## Work order
Search the data below for the string "NaiveDate". Extract every line that contains it.

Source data

----------------

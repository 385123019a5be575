//! Per-asset aggregation of the trade table.

use std::collections::HashMap;

use rust_decimal::Decimal;
use rust_decimal_macros::dec;
use slice_group_by::GroupBy;
use tracing::{debug, info};

use crate::{
    base::{split_pair, TradeRow},
    corrections::CorrectionTable,
    market::MarketData,
    portfolio::{PortfolioSummary, PortfolioTotals},
};

/// Decimal places of the ROI percentages.
pub(crate) const PERCENT_DECIMAL_PLACES: u32 = 8;

#[derive(Debug, Default, Clone, Copy, PartialEq)]
pub(crate) struct MetricsOptions {
    /// Remaining volume below this fraction of the bought volume counts as
    /// zero. Disabled when `None`.
    pub dust_threshold: Option<Decimal>,
}

#[derive(Debug, Default, Clone, PartialEq)]
pub(crate) struct AssetMetrics {
    pub token: String,
    pub pair: String,
    pub currency: String,
    pub bought_volume: Decimal,
    pub sold_volume: Decimal,
    pub remaining_volume: Decimal,
    pub average_buy_price: Decimal,
    pub average_sell_price: Decimal,
    pub market_price: Option<Decimal>,
    pub total_cost: Decimal,
    pub realized_sells: Decimal,
    pub unrealized_value: Decimal,
    pub potential_value: Decimal,
    pub total_value: Decimal,
    pub roi: Decimal,
    pub potential_roi: Decimal,
    pub market: MarketData,
}

/// The metrics of one pair together with the rows they were computed from.
#[derive(Debug, Clone, PartialEq)]
pub(crate) struct AssetReport {
    pub metrics: AssetMetrics,
    pub buys: Vec<TradeRow>,
    pub sells: Vec<TradeRow>,
}

fn ratio(numerator: Decimal, divisor: Decimal) -> Decimal {
    if divisor.is_zero() { Decimal::ZERO } else { numerator / divisor }
}

fn percent_change(value: Decimal, cost: Decimal) -> Decimal {
    if cost > Decimal::ZERO {
        ((value - cost) / cost * dec!(100)).round_dp(PERCENT_DECIMAL_PLACES)
    } else {
        Decimal::ZERO
    }
}

pub(crate) fn compute_asset_metrics(
    pair: &str,
    buys: &[TradeRow],
    sells: &[TradeRow],
    market: Option<&MarketData>,
    options: &MetricsOptions,
) -> AssetMetrics {
    debug!("Computing metrics for pair: {}", pair);

    let bought_volume: Decimal = buys.iter().map(|t| t.transferred_volume).sum();
    let sold_volume: Decimal = sells.iter().map(|t| t.transferred_volume).sum();
    let buy_total: Decimal = buys.iter().map(|t| t.transaction_price).sum();
    let buy_fee: Decimal = buys.iter().map(|t| t.fee).sum();
    let sell_total: Decimal = sells.iter().map(|t| t.transaction_price).sum();

    let mut remaining_volume = (bought_volume - sold_volume).max(Decimal::ZERO);
    if let Some(threshold) = options.dust_threshold {
        if remaining_volume < threshold * bought_volume {
            debug!("Clearing dust of {} for {}", remaining_volume, pair);
            remaining_volume = Decimal::ZERO;
        }
    }

    let cost = buy_total + buy_fee;
    let market = market.cloned().unwrap_or_default();
    let price = market.price.unwrap_or(Decimal::ZERO);
    let unrealized_value = remaining_volume * price;
    let potential_value = bought_volume * price;
    let total_value = unrealized_value + sell_total;

    let (token, currency) = buys.iter().chain(sells)
        .next()
        .map(|t| (t.token.as_str(), t.currency.as_str()))
        .or_else(|| split_pair(pair))
        .unwrap_or((pair, ""));

    AssetMetrics {
        token: token.to_owned(),
        pair: pair.to_owned(),
        currency: currency.to_owned(),
        bought_volume,
        sold_volume,
        remaining_volume,
        average_buy_price: ratio(cost, bought_volume),
        average_sell_price: ratio(sell_total, sold_volume),
        market_price: market.price,
        total_cost: cost,
        realized_sells: sell_total,
        unrealized_value,
        potential_value,
        total_value,
        roi: percent_change(total_value, cost),
        potential_roi: percent_change(potential_value, cost),
        market,
    }
}

/// Groups the trade table by pair and computes every asset, folding the
/// portfolio totals along the way. Reports are ordered by pair.
pub(crate) fn build_asset_reports(
    rows: &[TradeRow],
    market: &HashMap<String, MarketData>,
    corrections: &CorrectionTable,
    options: &MetricsOptions,
) -> (Vec<AssetReport>, PortfolioSummary) {
    let mut sorted = rows.to_vec();
    sorted.sort_by(|a, b| a.pair.cmp(&b.pair));

    let mut totals = PortfolioTotals::default();
    let reports: Vec<AssetReport> = sorted
        .linear_group_by(|a, b| a.pair == b.pair)
        .map(|group| {
            let pair = group[0].pair.as_str();
            info!("Processing pair: {}", pair);

            let (buys, sells): (Vec<TradeRow>, Vec<TradeRow>) = group.iter().cloned().partition(TradeRow::is_buy);
            let buys = corrections.apply(pair, buys);

            let metrics = compute_asset_metrics(pair, &buys, &sells, market.get(pair), options);
            totals.add(&metrics);

            AssetReport { metrics, buys, sells }
        })
        .collect();

    (reports, totals.summary())
}

#[cfg(test)]
mod tests {
    use super::*;
    use crate::base::{ExecutionType, TradeType};
    use chrono::NaiveDate;

    fn trade(uid: &str, pair: &str, trade_type: TradeType, cost: Decimal, volume: Decimal, fee: Decimal) -> TradeRow {
        let (token, currency) = split_pair(pair).unwrap();
        TradeRow {
            unique_id: uid.to_owned(),
            date: NaiveDate::from_ymd_opt(2024, 1, 5).unwrap(),
            pair: pair.to_owned(),
            trade_type,
            execution_type: ExecutionType::Market,
            trade_price: if volume.is_zero() { Decimal::ZERO } else { cost / volume },
            transaction_price: cost,
            transferred_volume: volume,
            fee,
            currency: currency.to_owned(),
            token: token.to_owned(),
        }
    }

    fn buy(uid: &str, pair: &str, cost: Decimal, volume: Decimal, fee: Decimal) -> TradeRow {
        trade(uid, pair, TradeType::Buy, cost, volume, fee)
    }

    fn sell(uid: &str, pair: &str, cost: Decimal, volume: Decimal, fee: Decimal) -> TradeRow {
        trade(uid, pair, TradeType::Sell, cost, volume, fee)
    }

    #[test]
    fn test_single_buy_example() {
        let buys = [buy("TXID1", "BTC/EUR", dec!(500.00), dec!(0.01), dec!(1.00))];
        let market = MarketData::with_price(dec!(60000));
        let m = compute_asset_metrics("BTC/EUR", &buys, &[], Some(&market), &MetricsOptions::default());

        assert_eq!(m.token, "BTC");
        assert_eq!(m.currency, "EUR");
        assert_eq!(m.bought_volume, dec!(0.01));
        assert_eq!(m.total_cost, dec!(501.00));
        assert_eq!(m.unrealized_value, dec!(600.00));
        assert_eq!(m.roi.round_dp(2), dec!(19.76));
        assert_eq!(m.average_buy_price, dec!(50100));
        assert_eq!(m.average_sell_price, Decimal::ZERO);
        // nothing sold yet
        assert_eq!(m.potential_roi, m.roi);
        assert_eq!(m.unrealized_value, m.bought_volume * dec!(60000));
    }

    #[test]
    fn test_zero_cost_has_zero_roi() {
        let buys = [buy("AIRDROP", "DOT/EUR", dec!(0), dec!(10), dec!(0))];
        let market = MarketData::with_price(dec!(6));
        let m = compute_asset_metrics("DOT/EUR", &buys, &[], Some(&market), &MetricsOptions::default());
        assert_eq!(m.total_cost, Decimal::ZERO);
        assert_eq!(m.roi, Decimal::ZERO);
        assert_eq!(m.potential_roi, Decimal::ZERO);
        assert_eq!(m.unrealized_value, dec!(60));
    }

    #[test]
    fn test_partial_sell() {
        let buys = [
            buy("B1", "ETH/EUR", dec!(1000), dec!(1), dec!(2)),
            buy("B2", "ETH/EUR", dec!(1500), dec!(1), dec!(3)),
        ];
        let sells = [sell("S1", "ETH/EUR", dec!(1800), dec!(1.5), dec!(4))];
        let market = MarketData::with_price(dec!(2000));
        let m = compute_asset_metrics("ETH/EUR", &buys, &sells, Some(&market), &MetricsOptions::default());

        assert_eq!(m.total_cost, dec!(2505));
        assert_eq!(m.remaining_volume, dec!(0.5));
        assert_eq!(m.unrealized_value, dec!(1000));
        assert_eq!(m.potential_value, dec!(4000));
        assert_eq!(m.total_value, dec!(2800));
        assert_eq!(m.average_sell_price, dec!(1200));
        // (2800 - 2505) / 2505
        assert_eq!(m.roi, dec!(11.77644711));
        assert_eq!(m.potential_roi, dec!(59.68063872));
    }

    #[test]
    fn test_oversold_and_unknown_price() {
        let buys = [buy("B1", "ADA/EUR", dec!(100), dec!(200), dec!(0))];
        let sells = [sell("S1", "ADA/EUR", dec!(150), dec!(250), dec!(0))];
        let m = compute_asset_metrics("ADA/EUR", &buys, &sells, None, &MetricsOptions::default());

        assert_eq!(m.remaining_volume, Decimal::ZERO);
        assert_eq!(m.market_price, None);
        assert_eq!(m.unrealized_value, Decimal::ZERO);
        assert_eq!(m.potential_value, Decimal::ZERO);
        assert_eq!(m.roi, dec!(50));
        assert_eq!(m.potential_roi, dec!(-100));
    }

    #[test]
    fn test_dust_threshold() {
        let buys = [buy("B1", "SOL/EUR", dec!(1000), dec!(10), dec!(0))];
        let sells = [sell("S1", "SOL/EUR", dec!(1200), dec!(9.9), dec!(0))];
        let market = MarketData::with_price(dec!(150));

        let m = compute_asset_metrics("SOL/EUR", &buys, &sells, Some(&market), &MetricsOptions::default());
        assert_eq!(m.remaining_volume, dec!(0.1));

        let options = MetricsOptions { dust_threshold: Some(dec!(0.02)) };
        let m = compute_asset_metrics("SOL/EUR", &buys, &sells, Some(&market), &options);
        assert_eq!(m.remaining_volume, Decimal::ZERO);
        assert_eq!(m.unrealized_value, Decimal::ZERO);

        // 0.5 of 10 is above the 2% threshold
        let sells = [sell("S1", "SOL/EUR", dec!(1200), dec!(9.5), dec!(0))];
        let m = compute_asset_metrics("SOL/EUR", &buys, &sells, Some(&market), &options);
        assert_eq!(m.remaining_volume, dec!(0.5));
    }

    #[test]
    fn test_build_asset_reports() {
        let rows = vec![
            buy("B1", "XCN/EUR", dec!(100), dec!(10000), dec!(1)),
            buy("B2", "BTC/EUR", dec!(500.00), dec!(0.01), dec!(1.00)),
            sell("S1", "XCN/EUR", dec!(50), dec!(5000), dec!(0.5)),
        ];
        let market = HashMap::from([("BTC/EUR".to_owned(), MarketData::with_price(dec!(60000)))]);
        let corrections = CorrectionTable::builtin().unwrap();

        let (reports, summary) = build_asset_reports(&rows, &market, &corrections, &MetricsOptions::default());

        let pairs: Vec<&str> = reports.iter().map(|r| r.metrics.pair.as_str()).collect();
        assert_eq!(pairs, ["BTC/EUR", "XCN/EUR"]);

        let xcn = &reports[1];
        assert_eq!(xcn.buys.len(), 2);
        assert_eq!(xcn.buys[1].unique_id, "MANUAL-ONYX-BUY");
        assert_eq!(xcn.sells.len(), 1);
        assert_eq!(xcn.metrics.total_cost, dec!(771));
        assert_eq!(xcn.metrics.bought_volume, dec!(57339.9627));
        assert_eq!(xcn.metrics.market_price, None);

        // 501 + 771
        assert_eq!(summary.total_buys, dec!(1272));
        assert_eq!(summary.total_sells, dec!(50));
        assert_eq!(summary.unrealized_value, dec!(600));
        // 50 + 600 - 1272
        assert_eq!(summary.net_result, dec!(-622));
    }

    #[test]
    fn test_build_is_deterministic() {
        let rows = vec![
            buy("B1", "DOT/EUR", dec!(65), dec!(10), dec!(0.1)),
            sell("S1", "DOT/EUR", dec!(70), dec!(5), dec!(0.1)),
            buy("B2", "ADA/EUR", dec!(40), dec!(100), dec!(0.1)),
        ];
        let market = HashMap::from([("DOT/EUR".to_owned(), MarketData::with_price(dec!(7)))]);
        let corrections = CorrectionTable::default();
        let options = MetricsOptions::default();

        let first = build_asset_reports(&rows, &market, &corrections, &options);
        let second = build_asset_reports(&rows, &market, &corrections, &options);
        assert_eq!(first, second);
    }
}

----------------

## Task response
    use chrono::NaiveDate;
            date: NaiveDate::from_ymd_opt(2024, 1, 5).unwrap(),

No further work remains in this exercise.